In October 2008, Harmonix, along with MTV Games, announced an exclusive agreement with Apple Corps, Ltd. to produce a standalone title based on the Rock Band premise and featuring the music of The Beatles, to be released late in 2009. The Beatles: Rock Band features a visual and musical history of the Beatles, and includes 45 songs from their 1962-69 tenure with EMI, using United Kingdom-released versions of their albums Please Please Me through Abbey Road. The developers have worked with Paul McCartney and Ringo Starr to gain input on the game, and were using Giles Martin, son of Sir George Martin who produced most of the Beatles albums, as music director for the game.

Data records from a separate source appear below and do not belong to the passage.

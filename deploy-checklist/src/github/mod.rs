//! The repository API the checklist workflow talks to.
//!
//! [`RepositoryApi`] is the narrow seam between the pure parser/generator and
//! GitHub. [`OctocrabRepositoryApi`] implements it over octocrab; tests and
//! other callers can supply their own implementation.

mod error;
mod octocrab_api;
mod rate_limit;
mod types;

pub use error::ApiError;
pub use octocrab_api::OctocrabRepositoryApi;
pub use types::{PullRequestMeta, TrackingIssue};

use async_trait::async_trait;
use std::collections::BTreeSet;

/// Operations the checklist workflow needs from the hosting repository.
///
/// Implementations must be `Send + Sync` so a single instance can be shared
/// across concurrent comment posts.
#[async_trait]
pub trait RepositoryApi: Send + Sync {
    /// Fetches the single open staging deploy checklist issue.
    ///
    /// # Errors
    ///
    /// Returns [`ApiError::NotFound`] if there is none and
    /// [`ApiError::Conflict`] if there is more than one.
    async fn fetch_open_tracking_issue(&self) -> Result<TrackingIssue, ApiError>;

    /// Fetches metadata for the given pull request numbers.
    ///
    /// Numbers that cannot be found are simply absent from the result.
    async fn fetch_pull_requests_by_numbers(
        &self,
        numbers: &BTreeSet<u64>,
    ) -> Result<Vec<PullRequestMeta>, ApiError>;

    /// Posts a comment on an issue or pull request of `repo`.
    async fn post_comment(&self, repo: &str, number: u64, body: &str) -> Result<(), ApiError>;

    /// Replaces the body of an issue.
    async fn update_issue_body(&self, number: u64, body: &str) -> Result<(), ApiError>;
}

/// Picks the only tracking issue out of `issues`.
///
/// # Errors
///
/// Returns [`ApiError::NotFound`] or [`ApiError::Conflict`] unless there is
/// exactly one issue.
pub fn single_tracking_issue(
    mut issues: Vec<TrackingIssue>,
    label: &str,
) -> Result<TrackingIssue, ApiError> {
    match issues.len() {
        0 => Err(ApiError::NotFound {
            label: label.to_string(),
        }),
        1 => Ok(issues.remove(0)),
        count => Err(ApiError::Conflict {
            label: label.to_string(),
            count,
        }),
    }
}
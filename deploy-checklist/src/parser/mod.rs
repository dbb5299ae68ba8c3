//! Staging deploy checklist parsing.
//!
//! Turns the Markdown body of the tracking issue into a [`DeployChecklist`].
//! Only the release version is mandatory; any section that is missing or
//! malformed comes back empty, since a checklist in progress legitimately
//! has empty sections.

mod error;
mod section;

pub use error::ParseError;

use crate::checklist::{
    DeployChecklist, Verifications, CRASHLYTICS_MARKER, GITHUB_STATUS_MARKER,
    TIMING_DASHBOARD_MARKER,
};
use regex::Regex;
use std::sync::LazyLock;

static VERSION_RE: LazyLock<Regex> = LazyLock::new(|| {
    Regex::new(r"[0-9]+\.[0-9]+\.[0-9]+(?:-[0-9]+)?").expect("version regex is valid")
});

/// Number of body characters quoted in a [`ParseError::MalformedTag`].
const EXCERPT_CHARS: usize = 80;

/// Parses a staging deploy checklist body.
///
/// Windows (`\r\n`) and Unix (`\n`) line endings are both accepted. Entries
/// in every section are sorted ascending by number; duplicates are kept.
///
/// # Errors
///
/// Returns [`ParseError::MalformedTag`] if the body contains no
/// `<major>.<minor>.<patch>` version.
pub fn parse_checklist(body: &str) -> Result<DeployChecklist, ParseError> {
    Ok(DeployChecklist {
        tag: parse_tag(body)?,
        pull_requests: section::read_section(body, &section::PULL_REQUESTS),
        internal_qa: section::read_section(body, &section::INTERNAL_QA),
        deploy_blockers: section::read_section(body, &section::DEPLOY_BLOCKERS),
        verifications: parse_verifications(body),
    })
}

/// Finds the first version-like substring of the body.
///
/// # Errors
///
/// Returns [`ParseError::MalformedTag`] if there is none.
pub fn parse_tag(body: &str) -> Result<String, ParseError> {
    VERSION_RE
        .find(body)
        .map(|m| m.as_str().replace('`', ""))
        .ok_or_else(|| ParseError::MalformedTag {
            excerpt: body.chars().take(EXCERPT_CHARS).collect(),
        })
}

/// Reads the three deployer verification checkboxes.
#[must_use]
pub fn parse_verifications(body: &str) -> Verifications {
    Verifications {
        timing_dashboard: is_marker_checked(body, TIMING_DASHBOARD_MARKER),
        crashlytics: is_marker_checked(body, CRASHLYTICS_MARKER),
        github_status: is_marker_checked(body, GITHUB_STATUS_MARKER),
    }
}

/// True if some line reads `- [x] <marker>…`.
fn is_marker_checked(body: &str, marker: &str) -> bool {
    body.lines().any(|line| {
        line.trim_start()
            .strip_prefix("- [x]")
            .filter(|rest| rest.starts_with(char::is_whitespace))
            .is_some_and(|rest| rest.trim_start().starts_with(marker))
    })
}
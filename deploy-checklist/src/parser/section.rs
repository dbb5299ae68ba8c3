//! Line scanner for the checklist sections of an issue body.

use crate::checklist::EntryReference;
use crate::references::ReferenceKind;

/// What must follow the run of entry lines for the section to count.
#[derive(Debug, Clone, Copy, PartialEq, Eq)]
pub(crate) enum Terminator {
    /// The run must be followed by an empty line.
    BlankLine,
    /// The run simply ends at the first non-entry line or at the end of the body.
    EndOfRun,
}

/// Which lines belong to a section's run.
#[derive(Debug, Clone, Copy, PartialEq, Eq)]
pub(crate) enum RunLines {
    /// Any line starting with `-`.
    Dashes,
    /// Only `- [?]` checklist lines.
    Checkboxes,
}

/// How to find and read one checklist section.
#[derive(Debug, Clone, Copy)]
pub(crate) struct SectionRule {
    /// Text the heading line must contain.
    pub heading: &'static str,
    pub run: RunLines,
    pub terminator: Terminator,
    /// URLs accepted for entries in this section.
    pub kind: ReferenceKind,
    /// Whether a trailing `@login` mention is read as the assignee.
    pub reads_assignee: bool,
}

pub(crate) const PULL_REQUESTS: SectionRule = SectionRule {
    heading: "pull requests:",
    run: RunLines::Dashes,
    terminator: Terminator::BlankLine,
    kind: ReferenceKind::PullRequest,
    reads_assignee: false,
};

pub(crate) const INTERNAL_QA: SectionRule = SectionRule {
    heading: "Internal QA:",
    run: RunLines::Checkboxes,
    terminator: Terminator::EndOfRun,
    kind: ReferenceKind::PullRequest,
    reads_assignee: true,
};

pub(crate) const DEPLOY_BLOCKERS: SectionRule = SectionRule {
    heading: "Deploy Blockers:",
    run: RunLines::Dashes,
    terminator: Terminator::EndOfRun,
    kind: ReferenceKind::IssueOrPullRequest,
    reads_assignee: false,
};

impl RunLines {
    fn accepts(self, line: &str) -> bool {
        match self {
            Self::Dashes => line.starts_with('-'),
            Self::Checkboxes => split_checkbox(line).is_some(),
        }
    }
}

/// Returns the lines under the first heading matching `rule`.
///
/// An absent heading, an empty run, or a run missing its required
/// terminator all yield no lines.
pub(crate) fn section_lines<'a>(body: &'a str, rule: &SectionRule) -> Vec<&'a str> {
    let mut lines = body.lines();
    if !lines.by_ref().any(|line| line.contains(rule.heading)) {
        return Vec::new();
    }

    let mut run = Vec::new();
    for line in lines {
        if rule.run.accepts(line) {
            run.push(line);
            continue;
        }
        return match rule.terminator {
            Terminator::EndOfRun => run,
            Terminator::BlankLine if line.trim().is_empty() => run,
            Terminator::BlankLine => Vec::new(),
        };
    }

    match rule.terminator {
        Terminator::EndOfRun => run,
        Terminator::BlankLine => Vec::new(),
    }
}

/// Reads every entry of the section described by `rule`, ascending by number.
pub(crate) fn read_section(body: &str, rule: &SectionRule) -> Vec<EntryReference> {
    let mut entries: Vec<EntryReference> = section_lines(body, rule)
        .into_iter()
        .filter_map(|line| parse_entry(line, rule))
        .collect();
    crate::checklist::sort_by_number(&mut entries);
    entries
}

/// Splits `- [m] rest` into the checkbox mark and the text after it.
fn split_checkbox(line: &str) -> Option<(char, &str)> {
    let rest = line.strip_prefix("- [")?;
    let mut chars = rest.chars();
    let mark = chars.next()?;
    let rest = chars.as_str().strip_prefix(']')?;
    rest.starts_with(char::is_whitespace)
        .then(|| (mark, rest.trim_start()))
}

/// Parses one checklist line into an entry.
///
/// Only a lowercase `x` counts as checked. The URL is the first token after
/// the checkbox; for sections that read assignees, the first `@login` token
/// after the URL is kept as a separate field.
pub(crate) fn parse_entry(line: &str, rule: &SectionRule) -> Option<EntryReference> {
    let (mark, rest) = split_checkbox(line)?;
    let mut tokens = rest.split_whitespace();
    let url = tokens.next()?;
    let number = rule.kind.number(url).ok()?;

    let mut entry = EntryReference::new(url, number, mark == 'x');
    if rule.reads_assignee {
        entry.assignee = tokens
            .filter_map(|token| token.strip_prefix('@'))
            .find(|login| !login.is_empty())
            .map(str::to_string);
    }
    Some(entry)
}
//! Checklist generation error types.

use crate::references::ReferenceError;
use thiserror::Error;

/// Errors that abort checklist generation.
#[derive(Debug, Clone, PartialEq, Eq, Error)]
pub enum GenerateError {
    /// A pull request or deploy blocker URL has no resolvable number.
    #[error("Cannot resolve checklist entry {url}: {source}")]
    UnresolvedReference {
        url: String,
        #[source]
        source: ReferenceError,
    },
}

Harmonix stated, despite building on the Rock Band gameplay, this would not be a Rock Band branded title, and that the songs would not be available as downloadable content for the Rock Band series. The agreement had been in discussion for more than 17 months before the announcement.

In November 2008, Viacom paid Harmonix a $150 million bonus as part of the terms of the company's 2006 acquisition. The previous quarter's bonus was $150 million. In a 2009 survey of the best places to work in the Boston area, the Boston Globe ranked Harmonix as the 3rd best workplace overall, and the top mid-size business in its poll.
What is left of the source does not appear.